UKÜ’lü Akademisyenden, Nano Teknoloji Yaklaşımları ile Kanser Üzerine Araştırma
Doç. Dr. Kavaz nano teknolojinin öneminin son dönemlerde arttığını belirterek, araştırmada çevre dostu bitki ekstraktları kullandıklarını ve özellikle Albizia cinsine ait tropikal bir tür olan Albizia lebbeck’in ekstraktlarını alarak, nanoteknolojik yaklaşımlar ile kanser hücreleri üzerine yeni nesil tedavi yöntemlerini incelediklerini açıkladı. Bu bitkinin Avustralya, Asya, Afrika ve Güney Amerika'da yaygın olduğunu aktaran Kavaz, Albizia lebbeck’den alınan özlerle UKÜ bünyesinde bulunan BRC laboratuvarında araştırmayı yürüttüklerini belirtti. Bitkinin yapraklarının, flavonoidler, tanenler, alkaloitler, triterpenoid saponinler ve terapötik değeri olan kardiyak glikositler gibi fotokimyasallar içerdiğini aktaran Kavaz, bitkinin tohumlarının, meme kanseri hücrelerine ve çeşitli bakterilere karşı antitümör, antifungal ile antibakteriyel ve antikanser üzerine etkisini de incelediklerini bildirdi.
Doç. Dr. Kavaz “Çalışmalarımızda Albizia lebbeck sulu özleri ile çinko oksit nano parçacıkların çevre dostu yeşil sentezi yöntemi ile sentezledik” dedi.
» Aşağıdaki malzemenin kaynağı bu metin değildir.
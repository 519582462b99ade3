//! Test capture mode for deterministic logging assertions
//!
//! Two ways in: [`init_test_capture`] installs a process-global capture
//! (integration tests, one subscriber per test binary), while
//! [`capture_scoped`] only captures what the closure emits on the current
//! thread and never touches the global default.

use std::collections::HashMap;
use std::sync::{Arc, Mutex, OnceLock};
use tracing::field::{Field, Visit};
use tracing::{Level, Subscriber};
use tracing_subscriber::layer::{Context, SubscriberExt};
use tracing_subscriber::registry::LookupSpan;
use tracing_subscriber::util::SubscriberInitExt;
use tracing_subscriber::Layer;

use peaks_core_types::schema::{FIELD_COMPONENT, FIELD_EVENT, FIELD_MESSAGE, FIELD_OP};

/// A captured log event with all its fields rendered as strings
#[derive(Clone, Debug)]
pub struct CapturedEvent {
    pub level: Level,
    pub component: Option<String>,
    pub op: Option<String>,
    pub event: Option<String>,
    pub fields: HashMap<String, String>,
}

impl CapturedEvent {
    /// The `message` field, if the event carried one
    pub fn message(&self) -> Option<&str> {
        self.fields.get(FIELD_MESSAGE).map(String::as_str)
    }
}

#[derive(Default)]
struct FieldVisitor {
    fields: HashMap<String, String>,
}

impl Visit for FieldVisitor {
    fn record_debug(&mut self, field: &Field, value: &dyn std::fmt::Debug) {
        self.fields
            .insert(field.name().to_string(), format!("{:?}", value));
    }

    fn record_str(&mut self, field: &Field, value: &str) {
        self.fields
            .insert(field.name().to_string(), value.to_string());
    }

    fn record_i64(&mut self, field: &Field, value: i64) {
        self.fields
            .insert(field.name().to_string(), value.to_string());
    }

    fn record_u64(&mut self, field: &Field, value: u64) {
        self.fields
            .insert(field.name().to_string(), value.to_string());
    }

    fn record_bool(&mut self, field: &Field, value: bool) {
        self.fields
            .insert(field.name().to_string(), value.to_string());
    }
}

/// Layer that appends every event it sees to a shared buffer
pub struct TestCaptureLayer {
    events: Arc<Mutex<Vec<CapturedEvent>>>,
}

impl TestCaptureLayer {
    pub fn new() -> (Self, TestCapture) {
        let events = Arc::new(Mutex::new(Vec::new()));
        let layer = Self {
            events: Arc::clone(&events),
        };
        (layer, TestCapture { events })
    }
}

impl<S> Layer<S> for TestCaptureLayer
where
    S: Subscriber + for<'a> LookupSpan<'a>,
{
    fn on_event(&self, event: &tracing::Event<'_>, _ctx: Context<'_, S>) {
        let mut visitor = FieldVisitor::default();
        event.record(&mut visitor);

        let captured = CapturedEvent {
            level: *event.metadata().level(),
            component: visitor.fields.get(FIELD_COMPONENT).cloned(),
            op: visitor.fields.get(FIELD_OP).cloned(),
            event: visitor.fields.get(FIELD_EVENT).cloned(),
            fields: visitor.fields,
        };

        self.events
            .lock()
            .map(|mut events| events.push(captured))
            .ok();
    }
}

/// Handle for reading captured events in tests
#[derive(Clone)]
pub struct TestCapture {
    events: Arc<Mutex<Vec<CapturedEvent>>>,
}

impl TestCapture {
    /// Get all captured events
    pub fn events(&self) -> Vec<CapturedEvent> {
        self.events.lock().map(|e| e.clone()).unwrap_or_default()
    }

    /// Events for one operation, in emission order
    pub fn events_for_op(&self, op: &str) -> Vec<CapturedEvent> {
        self.events()
            .into_iter()
            .filter(|e| e.op.as_deref() == Some(op))
            .collect()
    }

    /// Assert that an event exists with the given operation and event type
    ///
    /// # Panics
    ///
    /// Panics if the event is not found
    #[track_caller]
    pub fn assert_event_exists(&self, op: &str, event: &str) {
        let events = self.events();
        let found = events
            .iter()
            .any(|e| e.op.as_deref() == Some(op) && e.event.as_deref() == Some(event));
        assert!(
            found,
            "Expected event op={} event={} not found in {} captured events",
            op,
            event,
            events.len()
        );
    }

    /// Clear all captured events
    pub fn clear(&self) {
        self.events.lock().map(|mut e| e.clear()).ok();
    }

    /// Count events matching a predicate
    pub fn count_events<F>(&self, predicate: F) -> usize
    where
        F: Fn(&CapturedEvent) -> bool,
    {
        self.events().iter().filter(|e| predicate(e)).count()
    }
}

static GLOBAL_CAPTURE: OnceLock<TestCapture> = OnceLock::new();

/// Initialize the process-global test capture
///
/// Every caller gets a handle onto the same buffer, so tests running in
/// parallel should filter by a unique `op` or message.
///
/// # Example
///
/// ```
/// use peaks_core::logging_facility::test_capture::init_test_capture;
/// use peaks_core::log_op_start;
///
/// let capture = init_test_capture();
/// log_op_start!("doc_example_op");
/// capture.assert_event_exists("doc_example_op", "start");
/// ```
pub fn init_test_capture() -> TestCapture {
    GLOBAL_CAPTURE
        .get_or_init(|| {
            let (layer, capture) = TestCaptureLayer::new();
            // try_init: another facility may have claimed the global slot first
            let _ = tracing_subscriber::registry().with(layer).try_init();
            capture
        })
        .clone()
}

/// Run `f` with a capture subscriber installed on the current thread only
///
/// Events emitted from other threads are not seen.
pub fn capture_scoped<F, R>(f: F) -> (R, TestCapture)
where
    F: FnOnce() -> R,
{
    let (layer, capture) = TestCaptureLayer::new();
    let subscriber = tracing_subscriber::registry().with(layer);
    let out = tracing::subscriber::with_default(subscriber, f);
    (out, capture)
}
Sentezlenen nano parçacıklar ile antibakteriyel aktivitesinin çeşitli mikroorganizmalar kullanılarak yürütüldüğünü kaydeden Kavaz, çinko oksit nano parçacıklarının laboratuvar ortamında serbest radikal aktivitesinin hidrojen peroksit yöntemi ile değerlendirildiğini de açıkladı. Doğa Kavaz, nano parçacıkların insan meme kanseri hatları MDA-MB 231 ve MCF-7'ye karşı anti kanser etkileri incelendiğini de söyledi.
Nanoteknolojinin toksik olmayan, kimyasal olarak stabil, biyouyumlu olduğu ve toksik olmadığı bilinen çinko oksit nanoparçacıklarının sentezi amacıyla biyosentetik ve çevre dostu teknolojiyi kullandığını hatırlatan Kavaz, çalışmanın hızla büyüyen bir araştırma alanı olduğunu açıkladı. Doğa Kavaz, nanoteknolojini sahip olduğu özellikleri nedeniyle ilaç taşıyıcıları, hücre görüntüleme ajanları, antikanser ajanlar, antimikrobiyaller, biyosensörler, antidiyabetikler ve kozmetikler uygulamalarında kullanılarak gelecek vaat ettiklerini belirtti.
Kullanılan teknolojilerle, yeni kombinasyonlu anti kanser ilaç iletim sistemlerinin geliştirilebileceğini kaydeden Kavaz, meta statik meme kanserinde anti kanser tedavisinin etkililiğini arttırmak ve günümüzde kullanılan tedavilerin artmış toksisitesini yenmek için önemli olduğunu vurguladı.
Nanoteknoloji alanındaki ilerlemeler artıkça, kanser tedavisi için eşzamanlı görüntüleme ve tedaviye izin veren çok işlevli taşıyıcıların da geliştirilebileceğini aktaran Kavaz, araştırmada ulaşılan sonuçlar neticesinde projeyi bir üst seviyeye taşıyarak hayvan deneylerinde de kullanmaya başladıklarını bildirdi. Kavaz, ilerleyen yıllar içerisinde projeyi ilaç iletim sistemlerinin geliştirilmesine taşıyacaklarını ve kanser hastalarına yeni bir umut olacağının da altını çizdi.